The hardest things to write about are the things you most care about. The ones you want to think through clearly, have a logical progression of thought, carefully crafted words. The things you care most about, you want to communicate the most clearly--un-fettered by sloppiness, gimmicks, sentimentality, distractions. Clean, a truth that stands by its own merits. Because its that important.
The things you care most about are also the ones that are hardest to be clear about. Like the evidence that shows that systematically, the longer a doctor knows a patient, the more likely they are to err on the side of excessive optimism in a bad prognosis. Or anecdotally, the way lovers will long delude themselves in the face of a dissolving or bad relationship, systematically dismissing evidence and intuition otherwise. Or in philosophy, the more an ideal matters--love, justice, truth--the more it is so much a part of who we are as humans, as teachers, are lovers, as mothers, explorers, brothers--the harder to be logical, consistent, far sighted and unequivocal.
So we are left with these paradoxical actions. I care so much about x, i must learn to approach x without that care, so i can serve it with the most powerful tools that rigor and objectivity can lend it. But i must not lose that care in the process, because that care itself is a powerful tool, and the entire motivating process. It is the point.
And so you end up with these funny products. Like John Rawls': A Theory of Justice. A massive 500 page tome completely inaccessible to the average citizen in its lacework of intricate arguments and abstraction. And yet to dive into it, it is astounding, the meticulous care with which these arguments are crafted. This like Kant's metaphysics, Aristotle's logics, these difficult works, rich with the brilliance of their crafters, and so difficult to maneuver. That is what philosophy degrees are for. But then there is a subtext--Rawls, so unfashionable these days--he really fucking cares! Its incredibly moving. This man believes in justice, in the role of the society to make life better. He believes in liberty. He believes that great evils that he saw in his life--World War II, tyranny, famine, cruelty, oppression--these can be systematically addressed, with the right structure of society, one that has mechanisms to ensure rights and liberties and equity. And he undertook the work of illuminating those girders--building the framework of reason and truth under it. If we have a system, a criteria, a way to wisely assess the conflicts that inevitably arise, we can sustain a healthy functioning collective of flourishing human beings.
And yet, it is a book on many shelves. And yet we still have: tyrany, famine, cruelty, oppression.

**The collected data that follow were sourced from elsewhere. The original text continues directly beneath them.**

//! Tick buffering and batched persistence for tickstore.
//!
//! - [`Pipeline`] - Starts the drain task behind a bounded conduit
//! - [`TickSender`] - Producer handle used by stream collaborators
//! - [`TickSource`] - Seam for anything that produces ticks
//! - [`NdjsonSource`] - Replays recorded ticks from newline-delimited JSON

#![doc = include_str!("../README.md")]
#![doc(issue_tracker_base_url = "https://github.com/factordynamics/tickstore/issues/")]
#![cfg_attr(docsrs, feature(doc_cfg, doc_auto_cfg))]
#![warn(missing_docs)]
#![forbid(unsafe_code)]

mod config;
mod error;
mod ndjson;
mod pipeline;
mod source;

pub use config::PipelineConfig;
pub use error::IngestError;
pub use ndjson::NdjsonSource;
pub use pipeline::{Pipeline, PipelineHandle, PipelineStats, TickSender};
pub use source::{StreamEvent, TickSource, forward};
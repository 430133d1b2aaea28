//! Ingest command implementation.
//!
//! Replays newline-delimited JSON ticks through the batching pipeline into
//! the tick store.

use anyhow::{Context, Result};
use std::path::Path;
use tickstore_lib::prelude::*;
use tokio::io::{AsyncBufRead, BufReader};

/// Ingest ticks from `input` (or stdin) until it ends.
///
/// Fails if a batch could not be persisted.
pub(crate) async fn ingest(
    db: &Path,
    tokens: Vec<InstrumentToken>,
    dump_size: Option<usize>,
    input: Option<&Path>,
    flush_on_close: bool,
) -> Result<()> {
    let reader: Box<dyn AsyncBufRead + Unpin + Send> = match input {
        Some(path) => {
            let file = tokio::fs::File::open(path)
                .await
                .with_context(|| format!("Failed to open {}", path.display()))?;
            Box::new(BufReader::new(file))
        }
        None => Box::new(BufReader::new(tokio::io::stdin())),
    };

    let store = TickStore::open(StoreConfig::new(db))
        .with_context(|| format!("Failed to open {}", db.display()))?;
    let config = PipelineConfig {
        tokens,
        dump_size,
        flush_on_close,
    };
    let (sender, handle) = Pipeline::start(&config, store)?;

    let mut source = NdjsonSource::new(reader);
    let read_result = source.run(&config.tokens, sender).await;

    // The pipeline outcome decides the exit status; a lost batch outranks a read error.
    let stats = handle.join().await.context("Ingestion stopped")?;
    read_result.context("Failed to read tick input")?;

    println!(
        "Ingested {} ticks in {} batches ({} received, {} discarded)",
        stats.ticks_flushed, stats.batches_flushed, stats.ticks_received, stats.ticks_discarded
    );
    Ok(())
}
//! tickstore CLI - Tick ingestion into SQLite and one-minute candle queries.

use anyhow::Result;
use clap::{CommandFactory, Parser, Subcommand};
use std::path::PathBuf;

mod commands;
mod display;
mod logging;

use display::Mode;
use tickstore_lib::OutputFormat;
use logging::LogFormat;

#[derive(Parser)]
#[command(name = "tickstore")]
#[command(about = "Tick ingestion into SQLite with one-minute candle queries", long_about = None)]
#[command(version)]
struct Cli {
    #[command(subcommand)]
    command: Option<Commands>,

    /// Verbosity level (-v, -vv, -vvv). Overridden by TICKSTORE_LOG.
    #[arg(short, long, action = clap::ArgAction::Count, global = true)]
    verbose: u8,

    /// Log output format
    #[arg(long, value_enum, default_value = "text", global = true)]
    log_format: LogFormat,
}

#[derive(Subcommand)]
enum Commands {
    /// Create the tick database and schema
    Init {
        /// Database file
        #[arg(long, env = "TICKSTORE_DB", default_value = "tickstore.db")]
        db: PathBuf,
    },

    /// Ingest newline-delimited JSON ticks from a file or stdin
    Ingest {
        /// Database file
        #[arg(long, env = "TICKSTORE_DB", default_value = "tickstore.db")]
        db: PathBuf,

        /// Subscribed instrument tokens, comma separated (omit to accept all)
        #[arg(short, long, env = "TICKSTORE_TOKENS", value_delimiter = ',')]
        tokens: Vec<u32>,

        /// Flush threshold. Defaults to 5 per subscribed token.
        #[arg(long, env = "TICKSTORE_DUMP_SIZE")]
        dump_size: Option<usize>,

        /// Input file. Defaults to stdin.
        #[arg(short, long)]
        input: Option<PathBuf>,

        /// Persist the partial batch when input ends instead of discarding it
        #[arg(long)]
        flush_on_close: bool,
    },

    /// Print one-minute OHLC candles for an instrument
    Candles {
        /// Database file
        #[arg(long, env = "TICKSTORE_DB", default_value = "tickstore.db")]
        db: PathBuf,

        /// Instrument token
        instrument_token: u32,

        /// Range start, inclusive (RFC3339 or "YYYY-MM-DD HH:MM:SS" UTC)
        #[arg(short, long)]
        start: String,

        /// Range end, inclusive (RFC3339 or "YYYY-MM-DD HH:MM:SS" UTC)
        #[arg(short, long)]
        end: String,

        /// Where aggregation runs
        #[arg(short, long, value_enum, default_value = "store")]
        mode: Mode,

        #[command(flatten)]
        output: OutputArgs,
    },

    /// Print stored ticks for an instrument
    Ticks {
        /// Database file
        #[arg(long, env = "TICKSTORE_DB", default_value = "tickstore.db")]
        db: PathBuf,

        /// Instrument token
        instrument_token: u32,

        /// Range start, inclusive (RFC3339 or "YYYY-MM-DD HH:MM:SS" UTC)
        #[arg(short, long)]
        start: String,

        /// Range end, inclusive (RFC3339 or "YYYY-MM-DD HH:MM:SS" UTC)
        #[arg(short, long)]
        end: String,

        #[command(flatten)]
        output: OutputArgs,
    },
}

/// Output options shared by the query commands.
#[derive(clap::Args)]
struct OutputArgs {
    /// Output format (csv, tsv, json, ndjson)
    #[arg(short, long, default_value = "csv")]
    format: OutputFormat,

    /// Output file. Defaults to stdout.
    #[arg(short, long)]
    output: Option<PathBuf>,

    /// Omit the header row (csv and tsv only)
    #[arg(long)]
    no_header: bool,
}

#[tokio::main]
async fn main() -> Result<()> {
    let cli = Cli::parse();
    logging::init_tracing(cli.verbose, cli.log_format)?;

    // Show help if no command provided
    let Some(command) = cli.command else {
        Cli::command().print_help()?;
        return Ok(());
    };

    match command {
        Commands::Init { db } => commands::init::init(&db),
        Commands::Ingest {
            db,
            tokens,
            dump_size,
            input,
            flush_on_close,
        } => {
            commands::ingest::ingest(&db, tokens, dump_size, input.as_deref(), flush_on_close)
                .await
        }
        Commands::Candles {
            db,
            instrument_token,
            start,
            end,
            mode,
            output,
        } => {
            commands::candles::candles(
                &db,
                instrument_token,
                &start,
                &end,
                mode,
                output.format,
                output.output.as_deref(),
                !output.no_header,
            )
            .await
        }
        Commands::Ticks {
            db,
            instrument_token,
            start,
            end,
            output,
        } => {
            commands::ticks::ticks(
                &db,
                instrument_token,
                &start,
                &end,
                output.format,
                output.output.as_deref(),
                !output.no_header,
            )
            .await
        }
    }
}
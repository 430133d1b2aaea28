//! Tick ingestion into SQLite with one-minute OHLC candle queries.
//!
//! This is a facade crate that re-exports functionality from the tickstore
//! workspace crates for convenient access.

#![doc = include_str!("../README.md")]
#![doc(issue_tracker_base_url = "https://github.com/factordynamics/tickstore/issues/")]
#![cfg_attr(docsrs, feature(doc_cfg, doc_auto_cfg))]
#![warn(missing_docs)]
#![forbid(unsafe_code)]

// Re-export core types
pub use tickstore_types::*;

// Re-export aggregation
pub use tickstore_aggregate::{Candle, CandleAggregator, aggregate_candles};

// Re-export storage
#[cfg(feature = "store")]
pub use tickstore_store::{
    AggregationMode, BatchPersister, StoreConfig, StoreError, TickStore, fetch_candles,
    fetch_ticks, init_schema, persist_batch,
};

// Re-export ingestion
#[cfg(feature = "ingest")]
pub use tickstore_ingest::{
    IngestError, NdjsonSource, Pipeline, PipelineConfig, PipelineHandle, PipelineStats,
    StreamEvent, TickSender, TickSource, forward,
};

// Re-export formatters
#[cfg(feature = "format")]
pub use tickstore_format::{CsvFormatter, FormatError, Formatter, JsonFormatter, OutputFormat};

/// Prelude module for convenient imports.
///
/// ```
/// use tickstore_lib::prelude::*;
/// ```
pub mod prelude {
    pub use tickstore_types::{InstrumentToken, Tick, TickError, TimeRange, TimeRangeError};

    pub use tickstore_aggregate::{Candle, aggregate_candles};

    #[cfg(feature = "store")]
    pub use tickstore_store::{AggregationMode, BatchPersister, StoreConfig, TickStore};

    #[cfg(feature = "ingest")]
    pub use tickstore_ingest::{
        IngestError, NdjsonSource, Pipeline, PipelineConfig, TickSender, TickSource,
    };

    #[cfg(feature = "format")]
    pub use tickstore_format::{CsvFormatter, FormatError, Formatter, JsonFormatter, OutputFormat};
}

Alternatively, the project of medicine. It attracts people for all sorts of complex reasons. But at least one substantive drive, all cynicism be damned, is a genuine idealism, a desperation of young students to do* something in the face of suffering. Not just platitudes and wistfulness, a hard action with palpable impact. A care for the relief of suffering, and often enough, at least around here, plots for subversion--if i am a physician, i will have a different voice. People will pay attention. That fact is powerful, and may be harnessed for a variety of ends, but not least of which is advocacy for systematic change for the better.
In the meantime, however, the training to see suffering objectively and act level-headedly is one that may cancerously overwhelm other ways of seeing, so that one has forgotten, that even though caring was why one wanted to do the right thing, the right thing has obliterated the caring, and one is left cold and eviscerated.
Analysis is the dissection of things. Breaking apart complex messes of things into workable parts, to understand its fit, to project the next sensible step. It is necessary for deep understanding, and yet dissection most likely kills its specimen.
It is difficult to write about what you care about. To write is also to slice in, open, see what squirms below--then to name those things, identify them, with loving care pull them out, carving away the fats and grease and fluids, to pin and label them, build a taxonomy, annotate the patterns, and show them to another--see here it is. What they see then is not necessarily the thing you care about, but the way you have understood that thing--they see the mount, the categories, the pins and labels. What then?